Since I concoct my own interpretations of restaurant dishes all the time, it’s always interesting to see how other people taste dishes and then make them their own, and that’s partly what I want these new postings to be about, self expression, whether it’s a restaurant recipe or an old Italian family dish you’ve reconfigured. I say, bring it on.
Cindy’s pesto is more elaborate then the one from Gottino. First off, she roasts the garlic, giving it a rich mellow undertone, and then adds lemon juice and zest for brightness. She goes on to round the whole thing out with fresh thyme and rosemary. It’s a lovely melding of flavors. Her suggestion to toss a little of it into a dish of pasta with spinach seemed right on to me, although I didn’t try it that way. The first night I spread it on crostini, and on night two I decided at the last minute to stir some into chicken sautéed with white wine and shallots. It was really a lovely addition (and this stuff keeps for about four days, so you can have it ready for impromptu dishes like this one or for an easy appetizer to offer to unexpected drop-ins).
With this Italian recipe exchange, what I try to do is keep the recipe as much as possible in the style written by the cook. Some recipes need more help than others, and I’m happy to tinker or just plain out show someone how to do it. Cindy instinctively knew how to do it. All I did in her case was put the ingredients in the order of use. But even if you send me a “talk it through” style of recipe (the way the great British food writer Elizabeth David wrote many of hers), that’s fine with me.
I love the way Cindy ends the recipe saying, “Taste it, and add more cheese or tomatoes or lemon juice until you like it.” Very good advice and often overlooked.
Here is her note and recipe:
Hey Erica, is this how you do it? Ha!
I often stop into Gottino in the West Village for a lovely glass of Italian wine, and I much enjoy their walnut pesto . . . so I did a variation on my own at home. I enjoy it on a crostini, tossed with pasta and spinach, in an omelette, on pizza . . . let’s just say I ENJOY.
Walnut and Roasted Garlic Pesto
Extra-virgin olive oil
Sun-dried tomatoes (not oil cured), 5 – 8
Walnut halves, 1 – 1½ cups
Garlic, 1 bulb
Fresh lemon, 1
Fresh thyme, 2 – 3 sprigs
Fresh rosemary, 1 – 1½ teaspoon, chopped
Parmigiano Reggiano, 1 – 3 ounces
Coarse sea salt
Place the sun-dried tomatoes in a jar, and cover them with olive oil.

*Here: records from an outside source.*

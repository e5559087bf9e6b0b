// ==========================================
// 司法资产看板 - 字段解析器
// ==========================================
// 职责: 源字段别名 → 标准字段（声明式别名表）
// 规则: 按别名顺序取第一个"存在且非 null"的值
// ==========================================

use crate::domain::types::RawRecord;
use serde_json::Value;

/// 单个标准字段的别名列表
#[derive(Debug, Clone, Copy, PartialEq, Eq)]
pub struct FieldAlias {
    /// 标准字段名
    pub field: &'static str,
    /// 源列名（按优先级排列）
    pub keys: &'static [&'static str],
}

// ==========================================
// 别名表
// ==========================================
// 各导出版本的列名写法并存,表内顺序即优先级
pub mod aliases {
    use super::FieldAlias;

    pub const ISSUANCE_ID: FieldAlias = FieldAlias {
        field: "issuance_id",
        keys: &["Emissão", "Emissao"],
    };
    pub const CODE: FieldAlias = FieldAlias {
        field: "code",
        keys: &["Codigo", "Código"],
    };
    pub const STATUS: FieldAlias = FieldAlias {
        field: "status",
        keys: &["Status"],
    };
    pub const SCENARIO: FieldAlias = FieldAlias {
        field: "scenario",
        keys: &["Cenário", "CENARIO TEMPO"],
    };
    pub const DURATION_MONTHS: FieldAlias = FieldAlias {
        field: "duration_months",
        keys: &["Duration", "MESES"],
    };
    pub const MULTIPLE: FieldAlias = FieldAlias {
        field: "multiple",
        keys: &["Multiplo", "Múltiplo"],
    };
    pub const TOTAL_DISTRIBUTED: FieldAlias = FieldAlias {
        field: "total_distributed",
        keys: &["Total Distribuido", "Total Distribuído"],
    };
    pub const TOTAL_UNITS: FieldAlias = FieldAlias {
        field: "total_units",
        keys: &["Total Tokens"],
    };
    pub const PROCESS_COUNT: FieldAlias = FieldAlias {
        field: "process_count",
        keys: &["Qtd Processos", "Qtdd Processos"],
    };
    pub const CURRENT_FACE_VALUE: FieldAlias = FieldAlias {
        field: "current_face_value",
        keys: &["Valor Atual Face"],
    };
    pub const PORTFOLIO_FACE_VALUE: FieldAlias = FieldAlias {
        field: "portfolio_face_value",
        keys: &["Valor Atual de Face Estimado da Carteira"],
    };
    pub const ESTIMATED_VALUE: FieldAlias = FieldAlias {
        field: "estimated_value",
        keys: &["Valor Estimado"],
    };
    pub const REAL_VALUE: FieldAlias = FieldAlias {
        field: "real_value",
        keys: &["Valor Real"],
    };
    pub const BACKED_FRACTION: FieldAlias = FieldAlias {
        field: "backed_fraction",
        keys: &["% Lastro", "Lastro"],
    };
    pub const DISTRIBUTED_FRACTION: FieldAlias = FieldAlias {
        field: "distributed_fraction",
        keys: &["% Distribuido", "% Distribuído"],
    };
    pub const PP_PERCENT: FieldAlias = FieldAlias {
        field: "pp_percent",
        keys: &["Percentual PP", "PERCENTUAL"],
    };
    pub const PARTICIPATION: FieldAlias = FieldAlias {
        field: "participation",
        keys: &["Participação"],
    };
    pub const POSSIBLE_BAD_VALUE: FieldAlias = FieldAlias {
        field: "possible_bad_value",
        keys: &["Valor Estimado Possivel Ruim"],
    };
    pub const POSSIBLE_BAD_COUNT: FieldAlias = FieldAlias {
        field: "possible_bad_count",
        keys: &["possiveis ruins", "possiveis rui"],
    };
    pub const MONTHS_SINCE_CLOSURE: FieldAlias = FieldAlias {
        field: "months_since_closure",
        keys: &["Meses desde Encerramento"],
    };
    pub const CLOSURE_DATE: FieldAlias = FieldAlias {
        field: "closure_date",
        keys: &["Encerramento"],
    };
    pub const INDIVIDUAL_VALUE: FieldAlias = FieldAlias {
        field: "individual_value",
        keys: &["Valor Individual", "Valor individual"],
    };
    pub const ESTIMATED_FOLDERS: FieldAlias = FieldAlias {
        field: "estimated_folders",
        keys: &["Numero de Pastas Estimado"],
    };

    /// 全部别名（用于测试与诊断）
    pub const ALL: &[FieldAlias] = &[
        ISSUANCE_ID,
        CODE,
        STATUS,
        SCENARIO,
        DURATION_MONTHS,
        MULTIPLE,
        TOTAL_DISTRIBUTED,
        TOTAL_UNITS,
        PROCESS_COUNT,
        CURRENT_FACE_VALUE,
        PORTFOLIO_FACE_VALUE,
        ESTIMATED_VALUE,
        REAL_VALUE,
        BACKED_FRACTION,
        DISTRIBUTED_FRACTION,
        PP_PERCENT,
        PARTICIPATION,
        POSSIBLE_BAD_VALUE,
        POSSIBLE_BAD_COUNT,
        MONTHS_SINCE_CLOSURE,
        CLOSURE_DATE,
        INDIVIDUAL_VALUE,
        ESTIMATED_FOLDERS,
    ];
}

/// 解析字段：返回第一个存在且非 null 的别名值
pub fn resolve<'a>(record: &'a RawRecord, alias: &FieldAlias) -> Option<&'a Value> {
    alias
        .keys
        .iter()
        .find_map(|key| record.get(*key).filter(|v| !v.is_null()))
}

/// 解析字段,缺失时返回默认值
pub fn resolve_or<'a>(record: &'a RawRecord, alias: &FieldAlias, default: &'a Value) -> &'a Value {
    resolve(record, alias).unwrap_or(default)
}

/// 数据集中是否存在该列（任一记录包含任一别名键,null 也算存在）
pub fn has_column<'a, I>(records: I, alias: &FieldAlias) -> bool
where
    I: IntoIterator<Item = &'a RawRecord>,
{
    records
        .into_iter()
        .any(|r| alias.keys.iter().any(|key| r.contains_key(*key)))
}

/// 值转文本（整数值的浮点不带小数位）
pub fn value_to_text(value: &Value) -> String {
    match value {
        Value::Null => String::new(),
        Value::String(s) => s.clone(),
        Value::Bool(b) => b.to_string(),
        Value::Number(n) => match n.as_f64() {
            Some(f) if f.is_finite() && f.fract() == 0.0 && f.abs() < 1e15 => {
                format!("{}", f as i64)
            }
            _ => n.to_string(),
        },
        other => other.to_string(),
    }
}

/// 解析文本字段（去首尾空白,缺失为空串）
pub fn resolve_text(record: &RawRecord, alias: &FieldAlias) -> String {
    resolve(record, alias)
        .map(value_to_text)
        .unwrap_or_default()
        .trim()
        .to_string()
}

Put the lid on. Let it sit out overnight to soften the tomatoes and flavor the oil.
Roast the garlic: I like to peel the cloves, put them on a piece of parchment paper, drizzle them with olive oil and salt, then wrap the parchment into an envelope, then wrap THAT in foil. Then bake at 350 for about 40 minutes, until they are soft.
Zest the lemon, and then squeeze all of the juice out. You’ll need both!
I’m not super perfect with measuring, so maybe Erica can recommend here . . . but I take about 1 to 1½ cups of walnut halves and put them in the food processor. Add 3 – 5 chopped sun-dried tomatoes, the zest of the lemon and about 1 tablespoon of lemon juice, 5 – 6 cloves of roasted garlic, 1 – 2 ounces of Parmigiano Reggiano, and the herbs. Pulse everything, then add the olive oil from the sun-dried tomatoes by mixing in with a fork. Taste it and add more cheese or tomatoes or lemon juice until you like it.